* Task objective *
From the first line through the line containing "pub mod hazards;", transcribe the records exactly and include no other lines.

* Records for the task *
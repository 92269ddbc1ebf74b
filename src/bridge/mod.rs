//! # Bridge Module
//!
//! Internal implementation of the job scheduling bridge.
//!
//! This module contains all core building blocks:
//! - Combinable job handles and the dependency-aware runtime
//! - Pin tracking for column backing memory
//! - Per-chunk views with typed column access
//! - The N-ary query scheduler and aggregate completion handle
//! - Per-archetype hazard records
//!
//! Public API exposure is controlled by `lib.rs`.

pub mod types;
pub mod error;
pub mod handle;
pub mod runtime;
pub mod pins;
pub mod store;
pub mod chunk;
pub mod hazards;
pub mod schedule;
pub mod gate;
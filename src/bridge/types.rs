//! Core identifiers and column descriptors for the job bridge.
//!
//! This module defines the **fundamental types** shared across the bridge:
//!
//! - Numeric identifiers for archetypes and chunks, matching the identifier
//!   scheme of the external column store,
//! - [`ColumnRequest`] and [`ColumnSet`], the bounded column-descriptor list
//!   that parameterizes a scheduling call over any number of simultaneously
//!   accessed component columns (up to [`MAX_ARITY`]).
//!
//! ## Column descriptors
//!
//! A scheduling call names the component columns its jobs will touch through
//! a [`ColumnSet`]. The set serves two purposes:
//!
//! - it sizes the pin registry up front (`chunks × columns` pins worst case),
//! - it drives debug-mode presence assertions against each matched chunk.
//!
//! The set is a single generic path: one descriptor per requested column,
//! however many columns a call needs, instead of one specialized code path
//! per column count.

use std::any::{type_name, TypeId};

use smallvec::SmallVec;

use crate::bridge::error::ArityError;


/// Unique identifier for an archetype, assigned by the external store.
pub type ArchetypeID = u16;

/// Chunk index within an archetype, assigned by the external store.
pub type ChunkID = u16;

/// Maximum number of component columns one scheduling call may request.
pub const MAX_ARITY: usize = 16;

/// Describes one component column requested by a scheduling call.
///
/// Carries the element [`TypeId`] for presence checks and the element type
/// name for diagnostics.
#[derive(Clone, Copy, Debug)]
pub struct ColumnRequest {
    /// Element type of the requested column.
    element: TypeId,

    /// Human-readable element type name.
    element_name: &'static str,
}

impl ColumnRequest {
    /// Creates a descriptor for component type `T`.
    #[inline]
    pub fn of<T: 'static + Send + Sync>() -> Self {
        Self {
            element: TypeId::of::<T>(),
            element_name: type_name::<T>(),
        }
    }

    /// Returns the element [`TypeId`] of the requested column.
    #[inline]
    pub fn element(&self) -> TypeId {
        self.element
    }

    /// Returns the element type name of the requested column.
    #[inline]
    pub fn element_name(&self) -> &'static str {
        self.element_name
    }
}

/// Bounded list of component columns requested by one scheduling call.
///
/// Built incrementally with [`ColumnSet::with`]:
///
/// ```ignore
/// let columns = ColumnSet::new()
///     .with::<Position>()
///     .with::<Velocity>();
/// ```
///
/// ## Invariants
/// * Holds at most [`MAX_ARITY`] descriptors; exceeding the cap is a
///   programming error and panics.
#[derive(Clone, Debug, Default)]
pub struct ColumnSet {
    /// Requested column descriptors, in declaration order.
    requests: SmallVec<[ColumnRequest; MAX_ARITY]>,
}

impl ColumnSet {
    /// Creates an empty column set.
    #[inline]
    pub fn new() -> Self {
        Self::default()
    }

    /// Adds a descriptor for component type `T`.
    ///
    /// ## Panics
    /// Panics if the set already holds [`MAX_ARITY`] descriptors.
    pub fn with<T: 'static + Send + Sync>(mut self) -> Self {
        if self.requests.len() >= MAX_ARITY {
            panic!(
                "{}",
                ArityError {
                    requested: self.requests.len() + 1,
                    capacity: MAX_ARITY,
                }
            );
        }
        self.requests.push(ColumnRequest::of::<T>());
        self
    }

    /// Returns the number of requested columns.
    #[inline]
    pub fn len(&self) -> usize {
        self.requests.len()
    }

    /// Returns `true` if no columns were requested.
    #[inline]
    pub fn is_empty(&self) -> bool {
        self.requests.is_empty()
    }

    /// Iterates over the requested column descriptors.
    #[inline]
    pub fn iter(&self) -> impl Iterator<Item = &ColumnRequest> {
        self.requests.iter()
    }
}
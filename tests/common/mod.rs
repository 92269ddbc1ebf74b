//! Shared fixtures: a minimal in-memory column store implementing the
//! bridge's store traits, plus a deterministic inline executor.
#![allow(dead_code)]

use std::any::{Any, TypeId};
use std::cell::UnsafeCell;
use std::sync::Arc;

use chunk_jobs::{ArchetypeID, ChunkAccess, ChunkID, ColumnRef, Executor, QueryChunks};

/// Heap-stable backing buffer for one test column.
///
/// Jobs access elements through raw pointers handed out via `ColumnRef`;
/// the `UnsafeCell` makes that mutation well-defined while the fixture
/// still holds the buffer.
pub struct ColumnBuffer<T> {
    cells: UnsafeCell<Vec<T>>,
}

// Access is serialized by the bridge's handle dependencies in every test.
unsafe impl<T: Send> Send for ColumnBuffer<T> {}
unsafe impl<T: Send> Sync for ColumnBuffer<T> {}

type ColumnProducer = Box<dyn Fn() -> ColumnRef>;

/// One fixture chunk: an entity count plus typed columns.
pub struct TestChunk {
    archetype: ArchetypeID,
    id: ChunkID,
    entities: usize,
    columns: Vec<(TypeId, ColumnProducer)>,
    buffers: Vec<(TypeId, Arc<dyn Any + Send + Sync>)>,
}

impl TestChunk {
    pub fn new(archetype: ArchetypeID, id: ChunkID, entities: usize) -> Self {
        Self {
            archetype,
            id,
            entities,
            columns: Vec::new(),
            buffers: Vec::new(),
        }
    }

    /// Adds a column of type `T` holding `values`.
    pub fn with_column<T: Clone + Send + Sync + 'static>(mut self, values: Vec<T>) -> Self {
        assert!(
            values.len() >= self.entities,
            "column shorter than chunk entity count"
        );
        let buffer = Arc::new(ColumnBuffer {
            cells: UnsafeCell::new(values),
        });
        self.buffers
            .push((TypeId::of::<T>(), Arc::clone(&buffer) as Arc<dyn Any + Send + Sync>));

        let producer_buffer = Arc::clone(&buffer);
        self.columns.push((
            TypeId::of::<T>(),
            Box::new(move || {
                let vec = unsafe { &mut *producer_buffer.cells.get() };
                let keep_alive = Arc::clone(&producer_buffer) as Arc<dyn Any + Send + Sync>;
                unsafe { ColumnRef::from_raw_parts(vec.as_mut_ptr(), vec.len(), keep_alive) }
            }),
        ));
        self
    }

    /// Copies the current contents of the `T` column out of the fixture.
    pub fn snapshot<T: Clone + Send + Sync + 'static>(&self) -> Vec<T> {
        let buffer = self.backing::<T>();
        let vec = unsafe { &*buffer.cells.get() };
        vec.clone()
    }

    /// The typed backing buffer for column `T`.
    pub fn backing<T: Send + Sync + 'static>(&self) -> Arc<ColumnBuffer<T>> {
        let (_, erased) = self
            .buffers
            .iter()
            .find(|(element, _)| *element == TypeId::of::<T>())
            .expect("fixture chunk has no such column");
        Arc::clone(erased)
            .downcast::<ColumnBuffer<T>>()
            .expect("fixture column type mismatch")
    }

    /// Strong count of the `T` column's backing buffer. Rises while the
    /// bridge holds a pin on it.
    pub fn backing_strong_count<T: Send + Sync + 'static>(&self) -> usize {
        let buffer = self.backing::<T>();
        // Subtract the count added by this call itself.
        Arc::strong_count(&buffer) - 1
    }
}

impl ChunkAccess for TestChunk {
    fn entity_count(&self) -> usize {
        self.entities
    }

    fn archetype_id(&self) -> ArchetypeID {
        self.archetype
    }

    fn chunk_id(&self) -> ChunkID {
        self.id
    }

    fn has_column(&self, element: TypeId) -> bool {
        self.columns.iter().any(|(id, _)| *id == element)
    }

    fn column(&self, element: TypeId) -> Option<ColumnRef> {
        self.columns
            .iter()
            .find(|(id, _)| *id == element)
            .map(|(_, produce)| produce())
    }
}

/// A resolved fixture query: a plain list of chunks.
#[derive(Default)]
pub struct TestQuery {
    pub chunks: Vec<TestChunk>,
}

impl TestQuery {
    pub fn new(chunks: Vec<TestChunk>) -> Self {
        Self { chunks }
    }
}

impl QueryChunks for TestQuery {
    fn chunk_count(&self) -> usize {
        self.chunks.len()
    }

    fn for_each_chunk(&self, visit: &mut dyn FnMut(&dyn ChunkAccess)) {
        for chunk in &self.chunks {
            visit(chunk);
        }
    }
}

/// Executor that runs work on the submitting thread.
///
/// Makes scheduling fully deterministic: work runs either during
/// `JobRuntime::flush` (dependencies already satisfied) or on the thread
/// that completes the last dependency.
#[derive(Clone, Copy, Debug, Default)]
pub struct InlineExecutor;

impl Executor for InlineExecutor {
    fn execute(&self, work: Box<dyn FnOnce() + Send>) {
        work();
    }
}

* Solution for this problem *
repository 92269ddbc1ebf74b
filename src/bridge/mod.rs
//! # Bridge Module
//!
//! Internal implementation of the job scheduling bridge.
//!
//! This module contains all core building blocks:
//! - Combinable job handles and the dependency-aware runtime
//! - Pin tracking for column backing memory
//! - Per-chunk views with typed column access
//! - The N-ary query scheduler and aggregate completion handle
//! - Per-archetype hazard records
//!
//! Public API exposure is controlled by `lib.rs`.

pub mod types;
pub mod error;
pub mod handle;
pub mod runtime;
pub mod pins;
pub mod store;
pub mod chunk;
pub mod hazards;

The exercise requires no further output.